Kommentar zum TSV 1860: Auch ohne Aufstieg viele Gewinner

Der TSV 1860 darf am 38. Spieltag der 3. Liga noch auf den Aufstieg hoffen. Insgesamt ist die Saison schon vor dem letzten Spiel ein Erfolg. Ein Kommentar von Uli Kellner.
Volle Ränge, volle Tresen. Ohne Corona wäre Giesing an diesem Samstag ein Fußball-Hotspot. Aber auch so wird das Geister-Heimspiel gegen Ingolstadt eine in jeder Hinsicht denkwürdige 1860-Saison krönen. Ein Ergebnis steht schon vor dem Relegations-Showdown fest: Die Löwen können stolz auf sich sein!

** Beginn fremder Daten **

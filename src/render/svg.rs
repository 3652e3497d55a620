use super::types::{Align, RenderError, TextOp};
use image::RgbImage;
use resvg::tiny_skia;
use std::sync::Arc;
use usvg::fontdb;

/// Hauteur de l'ascendante en fraction de la taille : `top` désigne le haut de
/// la ligne, SVG place le texte sur sa ligne de base.
const ASCENT: f32 = 0.9;

/// Dessine `ops` avec une police vectorielle : calque SVG rastérisé par resvg
/// puis composé sur le canevas.
pub(super) fn draw(
    canvas: &mut RgbImage,
    ops: &[TextOp],
    db: &Arc<fontdb::Database>,
    family: &str,
) -> Result<(), RenderError> {
    let (width, height) = canvas.dimensions();
    let doc = overlay_document(width, height, ops, family);
    let opts = usvg::Options {
        fontdb: Arc::clone(db),
        ..Default::default()
    };
    let tree = usvg::Tree::from_str(&doc, &opts)?;

    let mut pixmap =
        tiny_skia::Pixmap::new(width, height).ok_or(RenderError::Canvas { width, height })?;
    resvg::render(&tree, tiny_skia::Transform::default(), &mut pixmap.as_mut());
    composite(canvas, pixmap.data());
    Ok(())
}

fn overlay_document(width: u32, height: u32, ops: &[TextOp], family: &str) -> String {
    let family = family.replace('\'', "");
    let mut doc = format!(
        r#"<svg xmlns="http://www.w3.org/2000/svg" width="{width}" height="{height}" viewBox="0 0 {width} {height}">"#
    );
    for op in ops {
        let baseline = op.top + (op.size * ASCENT).round() as u32;
        let (x, anchor) = match op.align {
            Align::Center => (width as f32 / 2.0, "middle"),
            Align::Left(x) => (x as f32, "start"),
        };
        doc.push_str(&format!(
            r#"<text x="{x}" y="{baseline}" font-family="'{family}', sans-serif" font-size="{size}" fill="black" text-anchor="{anchor}" xml:space="preserve">{text}</text>"#,
            family = escape_xml(&family),
            size = op.size,
            text = escape_xml(&op.text),
        ));
    }
    doc.push_str("</svg>");
    doc
}

/// Échappe le balisage ; les caractères interdits en XML 1.0 (contrôles C0
/// hors tabulation/LF/CR, U+FFFE, U+FFFF) deviennent `?`, comme en bitmap.
fn escape_xml(s: &str) -> String {
    let mut out = String::with_capacity(s.len());
    for ch in s.chars() {
        match ch {
            '&' => out.push_str("&amp;"),
            '<' => out.push_str("&lt;"),
            '>' => out.push_str("&gt;"),
            '"' => out.push_str("&quot;"),
            '\t' | '\n' | '\r' => out.push(ch),
            '\u{0}'..='\u{1F}' | '\u{FFFE}' | '\u{FFFF}' => out.push('?'),
            _ => out.push(ch),
        }
    }
    out
}

/// Compose un RGBA prémultiplié sur un canevas opaque.
fn composite(canvas: &mut RgbImage, premul_rgba: &[u8]) {
    for (dst, src) in canvas.pixels_mut().zip(premul_rgba.chunks_exact(4)) {
        let inv = 255 - u16::from(src[3]);
        for c in 0..3 {
            let blended = u16::from(src[c]) + (u16::from(dst.0[c]) * inv + 127) / 255;
            dst.0[c] = blended.min(255) as u8;
        }
    }
}
//! HTTP handlers for the REST API.
//!
//! Each handler corresponds to an API endpoint and delegates to the
//! service layer for business logic.

use axum::{
    extract::{Path, Query, State},
    http::StatusCode,
    Json,
};

use super::dto::{
    AvailabilityQuery, ConflictCheckResponse, ExcludeQuery, FreePeriodsQuery, HealthResponse,
    ScheduleListResponse, SearchQuery, TermQuery,
};
use super::error::AppError;
use super::state::AppState;
use crate::api::{
    Availability, BulkOutcome, BulkScheduleRequest, ClassRoom, ClassRoomId, ConstraintReport,
    CreateScheduleRequest, FreePeriods, NewClassRoom, NewSubject, NewTeacher, ScheduleId,
    ScheduleOutcome, SchedulePage, ScheduleRecord, Subject, SubjectId, Teacher, TeacherId,
    TermConflictDetail, Timetable, UpdateScheduleRequest,
};
use crate::services;

/// Result type for handlers.
pub type HandlerResult<T> = Result<Json<T>, AppError>;

/// Result type for handlers that create a resource.
pub type CreatedResult<T> = Result<(StatusCode, Json<T>), AppError>;

// =============================================================================
// Health Check
// =============================================================================

/// GET /health
///
/// Health check endpoint to verify the service is running and database is accessible.
pub async fn health_check(State(state): State<AppState>) -> HandlerResult<HealthResponse> {
    let db_status = match state.repository.health_check().await {
        Ok(true) => "connected".to_string(),
        Ok(false) => "disconnected".to_string(),
        Err(e) => format!("error: {}", e),
    };

    Ok(Json(HealthResponse {
        status: "ok".to_string(),
        version: "v1".to_string(),
        database: db_status,
    }))
}

// =============================================================================
// Schedules
// =============================================================================

/// POST /v1/schedules
///
/// 201 with the stored schedule and any tolerated conflicts, 409 when the
/// schedule collides and overlap is not allowed.
pub async fn create_schedule(
    State(state): State<AppState>,
    Json(request): Json<CreateScheduleRequest>,
) -> CreatedResult<ScheduleOutcome> {
    let outcome = services::create_schedule(state.repository.as_ref(), &request).await?;
    Ok((StatusCode::CREATED, Json(outcome)))
}

/// GET /v1/schedules
pub async fn search_schedules(
    State(state): State<AppState>,
    Query(query): Query<SearchQuery>,
) -> HandlerResult<SchedulePage> {
    let page =
        services::search_schedules(state.repository.as_ref(), &query.filter(), query.page())
            .await?;
    Ok(Json(page))
}

/// POST /v1/schedules/bulk
pub async fn bulk_create_schedules(
    State(state): State<AppState>,
    Json(request): Json<BulkScheduleRequest>,
) -> HandlerResult<BulkOutcome> {
    let outcome = services::bulk_create_schedules(state.repository.as_ref(), &request).await?;
    Ok(Json(outcome))
}

/// POST /v1/schedules/check-conflicts
///
/// Dry run: reports what creating the schedule would collide with.
pub async fn check_conflicts(
    State(state): State<AppState>,
    Query(query): Query<ExcludeQuery>,
    Json(request): Json<CreateScheduleRequest>,
) -> HandlerResult<ConflictCheckResponse> {
    let conflicts =
        services::check_conflicts(state.repository.as_ref(), &request, query.exclude_id())
            .await?;
    Ok(Json(conflicts.into()))
}

/// POST /v1/schedules/validate
pub async fn validate_schedule(
    State(state): State<AppState>,
    Json(request): Json<CreateScheduleRequest>,
) -> HandlerResult<ConstraintReport> {
    Ok(Json(services::validate_schedule_constraints(
        request.start_time,
        request.end_time,
        &state.policy,
    )))
}

/// GET /v1/schedules/conflicts?academic_year=..&semester=..
pub async fn detect_conflicts(
    State(state): State<AppState>,
    Query(query): Query<TermQuery>,
) -> HandlerResult<Vec<TermConflictDetail>> {
    let conflicts =
        services::detect_term_conflicts(state.repository.as_ref(), &query.term()).await?;
    Ok(Json(conflicts))
}

/// GET /v1/schedules/{id}
pub async fn get_schedule(
    State(state): State<AppState>,
    Path(id): Path<i64>,
) -> HandlerResult<ScheduleRecord> {
    let record = services::get_schedule(state.repository.as_ref(), ScheduleId::new(id)).await?;
    Ok(Json(record))
}

/// PUT /v1/schedules/{id}
pub async fn update_schedule(
    State(state): State<AppState>,
    Path(id): Path<i64>,
    Json(request): Json<UpdateScheduleRequest>,
) -> HandlerResult<ScheduleOutcome> {
    let outcome =
        services::update_schedule(state.repository.as_ref(), ScheduleId::new(id), &request)
            .await?;
    Ok(Json(outcome))
}

/// DELETE /v1/schedules/{id}
///
/// Logical delete; returns the deactivated record.
pub async fn delete_schedule(
    State(state): State<AppState>,
    Path(id): Path<i64>,
) -> HandlerResult<ScheduleRecord> {
    let record =
        services::delete_schedule(state.repository.as_ref(), ScheduleId::new(id)).await?;
    Ok(Json(record))
}

/// POST /v1/schedules/{id}/check-conflicts
pub async fn check_update_conflicts(
    State(state): State<AppState>,
    Path(id): Path<i64>,
    Json(request): Json<UpdateScheduleRequest>,
) -> HandlerResult<ConflictCheckResponse> {
    let conflicts = services::check_update_conflicts(
        state.repository.as_ref(),
        ScheduleId::new(id),
        &request,
    )
    .await?;
    Ok(Json(conflicts.into()))
}

/// POST /v1/schedules/{id}/validate
pub async fn validate_update(
    State(state): State<AppState>,
    Path(id): Path<i64>,
    Json(request): Json<UpdateScheduleRequest>,
) -> HandlerResult<ConstraintReport> {
    let report = services::validate_update_constraints(
        state.repository.as_ref(),
        ScheduleId::new(id),
        &request,
        &state.policy,
    )
    .await?;
    Ok(Json(report))
}

// =============================================================================
// Class rooms
// =============================================================================

/// POST /v1/class-rooms
pub async fn create_class_room(
    State(state): State<AppState>,
    Json(request): Json<NewClassRoom>,
) -> CreatedResult<ClassRoom> {
    let stored =
        services::directory::create_class_room(state.repository.as_ref(), &request).await?;
    Ok((StatusCode::CREATED, Json(stored)))
}

/// GET /v1/class-rooms
pub async fn list_class_rooms(State(state): State<AppState>) -> HandlerResult<Vec<ClassRoom>> {
    Ok(Json(
        services::directory::list_class_rooms(state.repository.as_ref()).await?,
    ))
}

/// GET /v1/class-rooms/{id}
pub async fn get_class_room(
    State(state): State<AppState>,
    Path(id): Path<i64>,
) -> HandlerResult<ClassRoom> {
    Ok(Json(
        services::directory::get_class_room(state.repository.as_ref(), ClassRoomId::new(id))
            .await?,
    ))
}

/// GET /v1/class-rooms/{id}/schedules
pub async fn class_room_schedules(
    State(state): State<AppState>,
    Path(id): Path<i64>,
    Query(query): Query<TermQuery>,
) -> HandlerResult<ScheduleListResponse> {
    let schedules = services::schedules_by_class_room(
        state.repository.as_ref(),
        ClassRoomId::new(id),
        &query.term(),
    )
    .await?;
    Ok(Json(schedules.into()))
}

/// GET /v1/class-rooms/{id}/timetable
pub async fn class_room_timetable(
    State(state): State<AppState>,
    Path(id): Path<i64>,
    Query(query): Query<TermQuery>,
) -> HandlerResult<Timetable> {
    let timetable = services::class_timetable(
        state.repository.as_ref(),
        ClassRoomId::new(id),
        &query.term(),
        &state.policy,
    )
    .await?;
    Ok(Json(timetable))
}

/// GET /v1/class-rooms/{id}/availability
pub async fn class_room_availability(
    State(state): State<AppState>,
    Path(id): Path<i64>,
    Query(query): Query<AvailabilityQuery>,
) -> HandlerResult<Availability> {
    let availability = services::class_room_availability(
        state.repository.as_ref(),
        ClassRoomId::new(id),
        query.day_of_week,
        query.start_time,
        query.end_time,
        &query.term(),
    )
    .await?;
    Ok(Json(availability))
}

/// GET /v1/class-rooms/{id}/free-periods
pub async fn class_room_free_periods(
    State(state): State<AppState>,
    Path(id): Path<i64>,
    Query(query): Query<FreePeriodsQuery>,
) -> HandlerResult<FreePeriods> {
    let periods = services::class_room_free_periods(
        state.repository.as_ref(),
        ClassRoomId::new(id),
        query.day_of_week,
        &query.term(),
        &state.policy,
    )
    .await?;
    Ok(Json(periods))
}

// =============================================================================
// Teachers
// =============================================================================

/// POST /v1/teachers
pub async fn create_teacher(
    State(state): State<AppState>,
    Json(request): Json<NewTeacher>,
) -> CreatedResult<Teacher> {
    let stored = services::directory::create_teacher(state.repository.as_ref(), &request).await?;
    Ok((StatusCode::CREATED, Json(stored)))
}

/// GET /v1/teachers
pub async fn list_teachers(State(state): State<AppState>) -> HandlerResult<Vec<Teacher>> {
    Ok(Json(
        services::directory::list_teachers(state.repository.as_ref()).await?,
    ))
}

/// GET /v1/teachers/{id}
pub async fn get_teacher(
    State(state): State<AppState>,
    Path(id): Path<i64>,
) -> HandlerResult<Teacher> {
    Ok(Json(
        services::directory::get_teacher(state.repository.as_ref(), TeacherId::new(id)).await?,
    ))
}

/// GET /v1/teachers/{id}/schedules
pub async fn teacher_schedules(
    State(state): State<AppState>,
    Path(id): Path<i64>,
    Query(query): Query<TermQuery>,
) -> HandlerResult<ScheduleListResponse> {
    let schedules = services::schedules_by_teacher(
        state.repository.as_ref(),
        TeacherId::new(id),
        &query.term(),
    )
    .await?;
    Ok(Json(schedules.into()))
}

/// GET /v1/teachers/{id}/timetable
pub async fn teacher_timetable(
    State(state): State<AppState>,
    Path(id): Path<i64>,
    Query(query): Query<TermQuery>,
) -> HandlerResult<Timetable> {
    let timetable = services::teacher_timetable(
        state.repository.as_ref(),
        TeacherId::new(id),
        &query.term(),
        &state.policy,
    )
    .await?;
    Ok(Json(timetable))
}

/// GET /v1/teachers/{id}/availability
pub async fn teacher_availability(
    State(state): State<AppState>,
    Path(id): Path<i64>,
    Query(query): Query<AvailabilityQuery>,
) -> HandlerResult<Availability> {
    let availability = services::teacher_availability(
        state.repository.as_ref(),
        TeacherId::new(id),
        query.day_of_week,
        query.start_time,
        query.end_time,
        &query.term(),
    )
    .await?;
    Ok(Json(availability))
}

/// GET /v1/teachers/{id}/free-periods
pub async fn teacher_free_periods(
    State(state): State<AppState>,
    Path(id): Path<i64>,
    Query(query): Query<FreePeriodsQuery>,
) -> HandlerResult<FreePeriods> {
    let periods = services::teacher_free_periods(
        state.repository.as_ref(),
        TeacherId::new(id),
        query.day_of_week,
        &query.term(),
        &state.policy,
    )
    .await?;
    Ok(Json(periods))
}

// =============================================================================
// Subjects
// =============================================================================

/// POST /v1/subjects
pub async fn create_subject(
    State(state): State<AppState>,
    Json(request): Json<NewSubject>,
) -> CreatedResult<Subject> {
    let stored = services::directory::create_subject(state.repository.as_ref(), &request).await?;
    Ok((StatusCode::CREATED, Json(stored)))
}

/// GET /v1/subjects
pub async fn list_subjects(State(state): State<AppState>) -> HandlerResult<Vec<Subject>> {
    Ok(Json(
        services::directory::list_subjects(state.repository.as_ref()).await?,
    ))
}

/// GET /v1/subjects/{id}
pub async fn get_subject(
    State(state): State<AppState>,
    Path(id): Path<i64>,
) -> HandlerResult<Subject> {
    Ok(Json(
        services::directory::get_subject(state.repository.as_ref(), SubjectId::new(id)).await?,
    ))
}

/// GET /v1/subjects/{id}/schedules
pub async fn subject_schedules(
    State(state): State<AppState>,
    Path(id): Path<i64>,
    Query(query): Query<TermQuery>,
) -> HandlerResult<ScheduleListResponse> {
    let schedules = services::schedules_by_subject(
        state.repository.as_ref(),
        SubjectId::new(id),
        &query.term(),
    )
    .await?;
    Ok(Json(schedules.into()))
}

/// GET /v1/subjects/{id}/timetable
pub async fn subject_timetable(
    State(state): State<AppState>,
    Path(id): Path<i64>,
    Query(query): Query<TermQuery>,
) -> HandlerResult<Timetable> {
    let timetable = services::subject_timetable(
        state.repository.as_ref(),
        SubjectId::new(id),
        &query.term(),
        &state.policy,
    )
    .await?;
    Ok(Json(timetable))
}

TSV 1860: Bierofka sorgt für tauglichen Kader
Zur Erinnerung: Im Transfersommer 2019 war lange unsicher, ob das Geld reicht, um einen zweiten Innenverteidiger zu kaufen. Spät kamen die Vollgasprofis Tim Rieder und Aaron Berzel, für die Daniel Bierofka hart gekämpft hat. Seiner Beharrlichkeit ist es zu verdanken, dass 1860 doch noch einen tauglichen Kader bekam, doch irgendwo in dieser Phase, zwischen Bettelbesuchen bei Gönnern und internen Grabenkämpfen, rieb sich der Herzblutlöwe auf. Ausgebrannt flüchtete er – und musste zusehen, wie sein Verein auf Knopfdruck einen Nachfolger aus dem Ärmel zog.
Michael Köllner kam, löste das denkbar schwerste Auftaktprogramm (Bayern II, Haching) – und hörte einfach nicht mehr auf, Siege und Unentschieden aneinanderzureihen. Parallel dazu brachte er der Mannschaft taktische Flexibilität bei und manch ansehnlichen Spielzug. Der Fußball, den das Team um Rieder, Berzel, Mölders jetzt spielt, würde den Fans Freude bereiten – wenn sie denn ins Stadion dürften.
TSV 1860: Einigung der Gesellschafter macht Hoffnung
Als Geisterlöwen erschreck(t)en die Blauen zwar nicht mehr jeden Gegner, doch die Stehauf-Mentalität der Bierofka/Köllner-Mannschaft ist beachtlich. Bis auf Platz drei kletterte der vermeintliche Abstiegskandidat, und dass es im Juni die ersten Köllner-Pleiten setzte, hatte auch nichtsportliche Gründe. Rückfall in alte Muster: lähmender Gesellschafterstreit, ausgetragen auf dem Rücken von Trainer, Mannschaft und Sportchef. Beinahe wäre auch dieser Planungssommer verschlafen worden – und Köllner ein weiterer Anwärter für den Titel: frustrierter Ex-Löwen-Trainer.
Zum Glück für 1860 riss der Verein das Ruder rum, politisch (Rettungspaket) und auch sportlich. Dass der TSV im Saison-Finish etwas erreichen kann, ist selten. Jüngere Fans kennen das nur aus dem Regionalliga-Aufstiegssommer 2017; häufiger war in den Jahren zuvor Zittern bis zum letzten Spieltag angesagt.
Relegationsfinale, Einigung der Gesellschafter, die es ohne Corona vielleicht nie gegeben hätte – darauf lässt sich aufbauen. Und dann vielleicht 2021 zum Sprung in die 2. Liga ansetzen. Wenn es in diesem Juli nicht doch noch ein blaues Wunder gibt.